//! First-match rule evaluation
//!
//! Rules are scanned in declaration order and the first rule whose four
//! patterns all match decides the packet. Packets that match no rule produce
//! no decision at all; they are simply absent from the output.

use crate::core::firewall::{Decision, Packet, Rule};
use tracing::debug;

/// Returns the first rule (in declaration order) matching the packet.
pub fn first_match<'r>(packet: &Packet, rules: &'r [Rule]) -> Option<&'r Rule> {
    rules.iter().find(|rule| rule.matches(packet))
}

/// Classifies every packet against the ordered rule list.
///
/// The output keeps the input order of the packets that matched. Inputs are
/// not modified; decisions hold copies of the packet and the matched rule.
pub fn apply_rules(packets: &[Packet], rules: &[Rule]) -> Vec<Decision> {
    let decisions: Vec<Decision> = packets
        .iter()
        .filter_map(|packet| first_match(packet, rules).map(|rule| Decision::new(packet, rule)))
        .collect();

    debug!(
        packets = packets.len(),
        rules = rules.len(),
        decisions = decisions.len(),
        "Applied rules"
    );

    decisions
}
//! Utility functions for directory management and terminal integration
//!
//! This module provides helper functions following the XDG Base Directory specification
//! for portable configuration and state storage across Linux distributions.
//!
//! # Directory Structure
//!
//! - Data: `~/.local/share/fwsim/` - Configuration (`config.json`)
//! - State: `~/.local/state/fwsim/` - Audit log
//!
//! # Example
//!
//! ```
//! use fwsim::utils::{get_data_dir, ensure_dirs};
//!
//! // Ensure directories exist before use
//! ensure_dirs().expect("Failed to create directories");
//!
//! if let Some(data_path) = get_data_dir() {
//!     // Load configuration from data_path
//! }
//! ```

use directories::ProjectDirs;
use std::path::PathBuf;

pub fn get_data_dir() -> Option<PathBuf> {
    ProjectDirs::from("com", "fwsim", "fwsim").map(|pd| pd.data_dir().to_path_buf())
}

pub fn get_state_dir() -> Option<PathBuf> {
    ProjectDirs::from("com", "fwsim", "fwsim")
        .and_then(|pd| pd.state_dir().map(std::path::Path::to_path_buf))
}

pub fn ensure_dirs() -> std::io::Result<()> {
    #[cfg(unix)]
    {
        use std::fs::DirBuilder;
        use std::os::unix::fs::DirBuilderExt;

        let mut builder = DirBuilder::new();
        builder.mode(0o700); // User read/write/execute only
        builder.recursive(true);

        if let Some(dir) = get_data_dir() {
            builder.create(dir)?;
        }
        if let Some(dir) = get_state_dir() {
            builder.create(dir)?;
        }
    }

    #[cfg(not(unix))]
    {
        if let Some(dir) = get_data_dir() {
            std::fs::create_dir_all(dir)?;
        }
        if let Some(dir) = get_state_dir() {
            std::fs::create_dir_all(dir)?;
        }
    }

    Ok(())
}

/// Returns true if stdout is attached to a terminal
pub fn stdout_is_tty() -> bool {
    use crossterm::tty::IsTty;
    std::io::stdout().is_tty()
}

/// Truncates a string to a maximum length and adds an ellipsis if needed
pub fn truncate_string(s: &str, max_len: usize) -> String {
    if s.len() <= max_len {
        s.to_string()
    } else {
        // Find the nearest character boundary to avoid splitting multi-byte characters
        let end = s
            .char_indices()
            .map(|(idx, _)| idx)
            .take_while(|&idx| idx <= max_len.saturating_sub(3))
            .last()
            .unwrap_or(0);
        format!("{}...", &s[..end])
    }
}
//! Traffic Generator for fwsim
//!
//! Generates rule and packet files for exercising the simulator:
//! - Rules mixing exact, prefix (`10.0.*`) and match-any (`*`) patterns
//! - Packets drawn from the same address pools so most of them match
//! - An optional trailing catch-all rule
//!
//! # Usage
//!
//! ```bash
//! # 20 rules, 1000 packets into the current directory
//! cargo run --features traffic_gen --bin gen_traffic -- --rules 20 --packets 1000
//!
//! # Reproducible generation for bug reports
//! cargo run --features traffic_gen --bin gen_traffic -- --seed 12345 -o /tmp/traffic
//!
//! # No catch-all: some packets stay unmatched
//! cargo run --features traffic_gen --bin gen_traffic -- --no-default-rule
//! ```
//!
//! Each output file gets a `.sha256` checksum file alongside it.

use std::path::{Path, PathBuf};

use clap::Parser;
use fwsim::core::decision_log::checksum;
use fwsim::core::firewall::{ACTION_ALLOW, ACTION_DENY, Packet, Rule};
use rand::prelude::*;
use rand::seq::IndexedRandom;

/// fwsim traffic generator
#[derive(Parser)]
#[command(name = "gen_traffic")]
#[command(about = "Generate rules.json / packets.json inputs for fwsim")]
struct Args {
    /// Number of rules to generate (excluding the catch-all)
    #[arg(long, default_value = "20")]
    rules: usize,

    /// Number of packets to generate
    #[arg(long, default_value = "200")]
    packets: usize,

    /// Output directory
    #[arg(short, long, default_value = ".")]
    output: PathBuf,

    /// Random seed for reproducible generation
    #[arg(long)]
    seed: Option<u64>,

    /// Don't append the trailing `* * * * DENY` rule
    #[arg(long)]
    no_default_rule: bool,
}

const SUBNETS: &[&str] = &["10.0.0.", "10.0.1.", "172.16.5.", "192.168.1.", "8.8.8."];
const PORTS: &[&str] = &["22", "53", "80", "443", "3306", "8080", "8443"];
const PROTOCOLS: &[&str] = &["tcp", "udp", "icmp"];

fn random_address(rng: &mut impl Rng) -> String {
    let subnet = SUBNETS.choose(rng).copied().unwrap_or("10.0.0.");
    format!("{subnet}{}", rng.random_range(1..=254))
}

fn random_address_pattern(rng: &mut impl Rng) -> String {
    match rng.random_range(0..10) {
        0..=3 => "*".to_string(),
        4..=7 => format!("{}*", SUBNETS.choose(rng).copied().unwrap_or("10.")),
        _ => random_address(rng),
    }
}

fn random_port_pattern(rng: &mut impl Rng) -> String {
    match rng.random_range(0..10) {
        0..=2 => "*".to_string(),
        3 => "8*".to_string(),
        _ => PORTS.choose(rng).copied().unwrap_or("80").to_string(),
    }
}

fn random_rule(rng: &mut impl Rng) -> Rule {
    let protocol = if rng.random_bool(0.3) {
        "*"
    } else {
        PROTOCOLS.choose(rng).copied().unwrap_or("tcp")
    };
    let action = if rng.random_bool(0.6) {
        ACTION_ALLOW
    } else {
        ACTION_DENY
    };
    Rule::new(
        random_address_pattern(rng),
        random_address_pattern(rng),
        random_port_pattern(rng),
        protocol,
        action,
    )
}

fn random_packet(rng: &mut impl Rng) -> Packet {
    Packet::new(
        random_address(rng),
        random_address(rng),
        PORTS.choose(rng).copied().unwrap_or("80"),
        PROTOCOLS.choose(rng).copied().unwrap_or("tcp"),
    )
}

fn write_json(path: &Path, json: &str) -> std::io::Result<()> {
    std::fs::write(path, json)?;
    let mut checksum_path = path.as_os_str().to_owned();
    checksum_path.push(".sha256");
    std::fs::write(PathBuf::from(checksum_path), checksum(json))?;
    println!("Wrote: {}", path.display());
    Ok(())
}

fn main() -> Result<(), Box<dyn std::error::Error>> {
    let args = Args::parse();

    let mut rng: Box<dyn RngCore> = match args.seed {
        Some(seed) => {
            println!("Using seed: {seed}");
            Box::new(rand::rngs::StdRng::seed_from_u64(seed))
        }
        None => Box::new(rand::rng()),
    };

    let mut rules: Vec<Rule> = (0..args.rules).map(|_| random_rule(&mut rng)).collect();
    if !args.no_default_rule {
        rules.push(Rule::new("*", "*", "*", "*", ACTION_DENY));
    }
    let packets: Vec<Packet> = (0..args.packets).map(|_| random_packet(&mut rng)).collect();

    std::fs::create_dir_all(&args.output)?;
    write_json(
        &args.output.join("rules.json"),
        &serde_json::to_string_pretty(&rules)?,
    )?;
    write_json(
        &args.output.join("packets.json"),
        &serde_json::to_string_pretty(&packets)?,
    )?;

    let matched = fwsim::apply_rules(&packets, &rules).len();
    println!(
        "Generated {} rules and {} packets ({} would match)",
        rules.len(),
        packets.len(),
        matched
    );
    Ok(())
}
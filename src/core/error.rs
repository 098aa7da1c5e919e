use std::path::PathBuf;
use thiserror::Error;

/// Core error types for fwsim
#[derive(Debug, Error)]
pub enum Error {
    /// Rules or packets could not be loaded
    #[error(transparent)]
    Load(#[from] LoadError),

    /// I/O operation failed
    #[error("I/O error: {0}")]
    Io(#[from] std::io::Error),

    /// JSON serialization/deserialization failed
    #[error("JSON error: {0}")]
    Serialization(#[from] serde_json::Error),

    /// Configuration file could not be used
    #[error("Configuration error: {0}")]
    Config(String),
}

/// Input-source errors. All of them are fatal to a run.
#[derive(Debug, Error)]
pub enum LoadError {
    #[error("{} not found", path.display())]
    NotFound { path: PathBuf },

    #[error("Invalid JSON format in {}: {source}", path.display())]
    Malformed {
        path: PathBuf,
        #[source]
        source: serde_json::Error,
    },

    #[error("Failed to read {}: {source}", path.display())]
    Io {
        path: PathBuf,
        #[source]
        source: std::io::Error,
    },

    #[error("{} contains {count} records (max: {max})", path.display())]
    TooManyRecords {
        path: PathBuf,
        count: usize,
        max: usize,
    },
}

impl LoadError {
    /// Path of the input that failed
    pub fn path(&self) -> &std::path::Path {
        match self {
            LoadError::NotFound { path }
            | LoadError::Malformed { path, .. }
            | LoadError::Io { path, .. }
            | LoadError::TooManyRecords { path, .. } => path,
        }
    }
}

/// Represents a translated error with helpful context
#[derive(Debug, Clone)]
pub struct ErrorTranslation {
    pub user_message: String,
    pub suggestions: Vec<String>,
}

impl ErrorTranslation {
    pub fn new(message: impl Into<String>) -> Self {
        Self {
            user_message: message.into(),
            suggestions: Vec::new(),
        }
    }

    pub fn with_suggestion(mut self, suggestion: impl Into<String>) -> Self {
        self.suggestions.push(suggestion.into());
        self
    }
}

impl Error {
    /// Translates an error into a user-facing message with suggestions.
    pub fn translate(&self) -> ErrorTranslation {
        match self {
            Error::Load(LoadError::NotFound { path }) => {
                ErrorTranslation::new(format!("Error: {} not found.", path.display()))
                    .with_suggestion("Check the path passed with --rules / --packets / --log")
                    .with_suggestion("Relative paths are resolved from the current directory")
            }
            Error::Load(LoadError::Malformed { path, source }) => {
                let translation = ErrorTranslation::new(format!(
                    "Error: Invalid JSON format in {}.",
                    path.display()
                ));
                match source.classify() {
                    serde_json::error::Category::Data => translation
                        .with_suggestion(format!("{source}"))
                        .with_suggestion(
                            "Every entry needs string fields src, dst, port, protocol (rules also need action)",
                        ),
                    _ => translation
                        .with_suggestion(format!("{source}"))
                        .with_suggestion("The file must contain a JSON array of objects"),
                }
            }
            Error::Load(LoadError::TooManyRecords { max, .. }) => {
                ErrorTranslation::new(format!("Error: {self}."))
                    .with_suggestion(format!("Split the input into batches of at most {max}"))
            }
            Error::Load(LoadError::Io { .. }) | Error::Io(_) => {
                let translation = ErrorTranslation::new(format!("Error: {self}."));
                if self.to_string().to_lowercase().contains("permission denied") {
                    translation.with_suggestion("Check file permissions")
                } else {
                    translation
                }
            }
            Error::Serialization(_) => ErrorTranslation::new(format!("Error: {self}.")),
            Error::Config(_) => ErrorTranslation::new(format!("Error: {self}."))
                .with_suggestion("Fix or remove the configuration file to use defaults"),
        }
    }
}

pub type Result<T> = std::result::Result<T, Error>;
//! Core rule-matching functionality
//!
//! This module contains the types and logic for classifying packets against
//! an ordered rule list. It provides:
//!
//! - [`matcher`]: Field pattern matching (exact, `*`, `prefix*`)
//! - [`firewall`]: Packet, rule and decision records
//! - [`engine`]: First-match evaluation producing decisions
//! - [`loader`]: Loading rules and packets from JSON files
//! - [`decision_log`]: Persisting decisions with a checksum sidecar
//! - [`error`]: Error types for loading and persistence

pub mod decision_log;
pub mod engine;
pub mod error;
pub mod firewall;
pub mod loader;
pub mod matcher;

#[cfg(test)]
pub mod test_helpers;
//! Flow rendering
//!
//! Renders decisions as source → destination flows, colored by verdict.
//! Two outputs are supported:
//!
//! - terminal text, one flow per line, optionally with ANSI colors
//! - a Graphviz DOT digraph (`fwsim flows --format dot | dot -Tsvg`)
//!
//! Rendering depends only on the decision sequence.

use crate::core::firewall::{Decision, Verdict};
use crate::utils::truncate_string;
use crossterm::style::{Color, Stylize};
use std::collections::HashMap;
use std::fmt::Write;

/// Output format for `fwsim flows`
#[derive(
    Debug, Clone, Copy, PartialEq, Eq, Default, strum::Display, strum::EnumString, clap::ValueEnum,
)]
pub enum FlowFormat {
    #[default]
    #[strum(serialize = "text")]
    Text,
    #[strum(serialize = "dot")]
    Dot,
}

/// Endpoint column width in terminal output
const ENDPOINT_WIDTH: usize = 21;

fn verdict_color(verdict: Verdict) -> Color {
    match verdict {
        Verdict::Allow => Color::Green,
        Verdict::Deny => Color::Red,
        Verdict::Other => Color::Yellow,
    }
}

fn dot_color(verdict: Verdict) -> &'static str {
    match verdict {
        Verdict::Allow => "green",
        Verdict::Deny => "red",
        Verdict::Other => "orange",
    }
}

/// Renders one line per decision: `src ─▶ dst  port/protocol  ACTION`.
pub fn render_flows_terminal(decisions: &[Decision], color: bool) -> String {
    let mut out = String::new();
    for decision in decisions {
        let packet = &decision.packet;
        let src = truncate_string(&packet.src, ENDPOINT_WIDTH);
        let dst = truncate_string(&packet.dst, ENDPOINT_WIDTH);
        let service = format!("{}/{}", packet.port, packet.protocol);

        if color {
            let action = decision
                .action
                .as_str()
                .with(verdict_color(decision.verdict()))
                .bold();
            let _ = writeln!(
                out,
                "{src:>ENDPOINT_WIDTH$} ─▶ {dst:<ENDPOINT_WIDTH$}  {service:<12}  {action}"
            );
        } else {
            let _ = writeln!(
                out,
                "{src:>ENDPOINT_WIDTH$} ─▶ {dst:<ENDPOINT_WIDTH$}  {service:<12}  {}",
                decision.action
            );
        }
    }
    out
}

/// Escapes a string for use inside a double-quoted DOT identifier
pub fn escape_dot(s: &str) -> String {
    let mut escaped = String::with_capacity(s.len());
    for c in s.chars() {
        match c {
            '"' => escaped.push_str("\\\""),
            '\\' => escaped.push_str("\\\\"),
            '\n' | '\r' => escaped.push(' '),
            c => escaped.push(c),
        }
    }
    escaped
}

/// Renders decisions as a Graphviz digraph.
///
/// Each distinct endpoint is one node; each decision is one edge labelled
/// `port/protocol` and colored by verdict.
pub fn render_flows_dot(decisions: &[Decision]) -> String {
    let mut node_ids: HashMap<&str, usize> = HashMap::new();
    let mut nodes = String::new();
    let mut edges = String::new();

    for decision in decisions {
        let packet = &decision.packet;
        let mut ids = [0usize; 2];
        for (slot, endpoint) in [packet.src.as_str(), packet.dst.as_str()].into_iter().enumerate() {
            let next_id = node_ids.len();
            ids[slot] = *node_ids.entry(endpoint).or_insert_with(|| {
                let _ = writeln!(nodes, "    n{next_id} [label=\"{}\"];", escape_dot(endpoint));
                next_id
            });
        }

        let verdict = decision.verdict();
        let _ = writeln!(
            edges,
            "    n{} -> n{} [label=\"{}/{} {}\", color={}, fontcolor={}];",
            ids[0],
            ids[1],
            escape_dot(&packet.port),
            escape_dot(&packet.protocol),
            escape_dot(&decision.action),
            dot_color(verdict),
            dot_color(verdict),
        );
    }

    let mut out = String::from("digraph flows {\n    rankdir=LR;\n    node [shape=box];\n");
    out.push_str(&nodes);
    out.push_str(&edges);
    out.push_str("}\n");
    out
}

#[cfg(test)]
mod tests {
    use super::*;
    use crate::core::engine::apply_rules;
    use crate::core::firewall::{Packet, Rule};
    use crate::core::test_helpers::{example_packets, example_rules};

    #[test]
    fn test_plain_terminal_flows() {
        let decisions = apply_rules(&example_packets(), &example_rules());

        let text = render_flows_terminal(&decisions, false);

        let lines: Vec<&str> = text.lines().collect();
        assert_eq!(lines.len(), 2);
        assert!(lines[0].contains("10.0.0.5 ─▶ 8.8.8.8"));
        assert!(lines[0].contains("80/tcp"));
        assert!(lines[0].ends_with("ALLOW"));
        assert!(lines[1].ends_with("DENY"));
        assert!(!text.contains('\x1b'));
    }

    #[test]
    fn test_colored_terminal_flows() {
        let decisions = apply_rules(&example_packets(), &example_rules());

        let text = render_flows_terminal(&decisions, true);

        assert!(text.contains('\x1b'));
        assert!(text.contains("ALLOW"));
        assert!(text.contains("DENY"));
    }

    #[test]
    fn test_dot_nodes_are_shared() {
        let decisions = apply_rules(&example_packets(), &example_rules());

        let dot = render_flows_dot(&decisions);

        assert!(dot.starts_with("digraph flows {"));
        assert!(dot.trim_end().ends_with('}'));
        // 10.0.0.5, 8.8.8.8, 192.168.1.1
        assert_eq!(dot.matches("[label=\"").count() - dot.matches(" -> ").count(), 3);
        assert!(dot.contains("n0 -> n1 [label=\"80/tcp ALLOW\", color=green"));
        assert!(dot.contains("n2 -> n1 [label=\"443/tcp DENY\", color=red"));
    }

    #[test]
    fn test_dot_escapes_labels() {
        let rule = Rule::new("*", "*", "*", "*", "LOG");
        let packet = Packet::new("a\"b", "c\\d", "1", "tcp");
        let dot = render_flows_dot(&apply_rules(&[packet], &[rule]));

        assert!(dot.contains("label=\"a\\\"b\""));
        assert!(dot.contains("label=\"c\\\\d\""));
        assert!(dot.contains("color=orange"));
    }

    #[test]
    fn test_empty_dot_graph() {
        let dot = render_flows_dot(&[]);
        assert!(!dot.contains("->"));
    }
}
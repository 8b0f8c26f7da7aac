//! Function lowering
//!
//! Expressions are evaluated with an explicit runtime stack: each
//! sub-expression leaves its value pushed on `sp`, and a binary
//! operator evaluates its left operand to the stack, its right operand
//! into `t1`, then pops the left into `t0`. Keeping the left value in
//! memory rather than a register is what makes it survive a call in
//! the right operand without a register allocator.
//!
//! `gen_expr_to_reg` shortcuts the common leaves (literal, variable,
//! call) directly into the destination register; anything else goes
//! through the stack and gets moved.

use crate::asm::{Instr, LabelGenerator, Reg};
use crate::frame;
use crate::CodegenError;
use toycc_common::types::WORD_SIZE;
use toycc_common::FunctionInfo;
use toycc_frontend::ast::{
    BinaryOp, Expression, ExpressionKind, Function, Statement, StatementKind, UnaryOp,
};

/// Lowers one function to an instruction stream
pub(crate) struct FunctionEmitter<'a> {
    info: &'a FunctionInfo,
    labels: &'a mut LabelGenerator,
    instrs: Vec<Instr>,
    /// (begin, end) label pair per enclosing loop
    loop_labels: Vec<(String, String)>,
    /// Bytes pushed below the frame since the prologue; keeps call
    /// sites 16-byte aligned mid-expression
    sp_depth: i32,
}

PROBLEM:
Read the listing. Copy each line that has the word "functions" in it.

RESULT:
//! Utility functions for directory management and terminal integration
//! This module provides helper functions following the XDG Base Directory specification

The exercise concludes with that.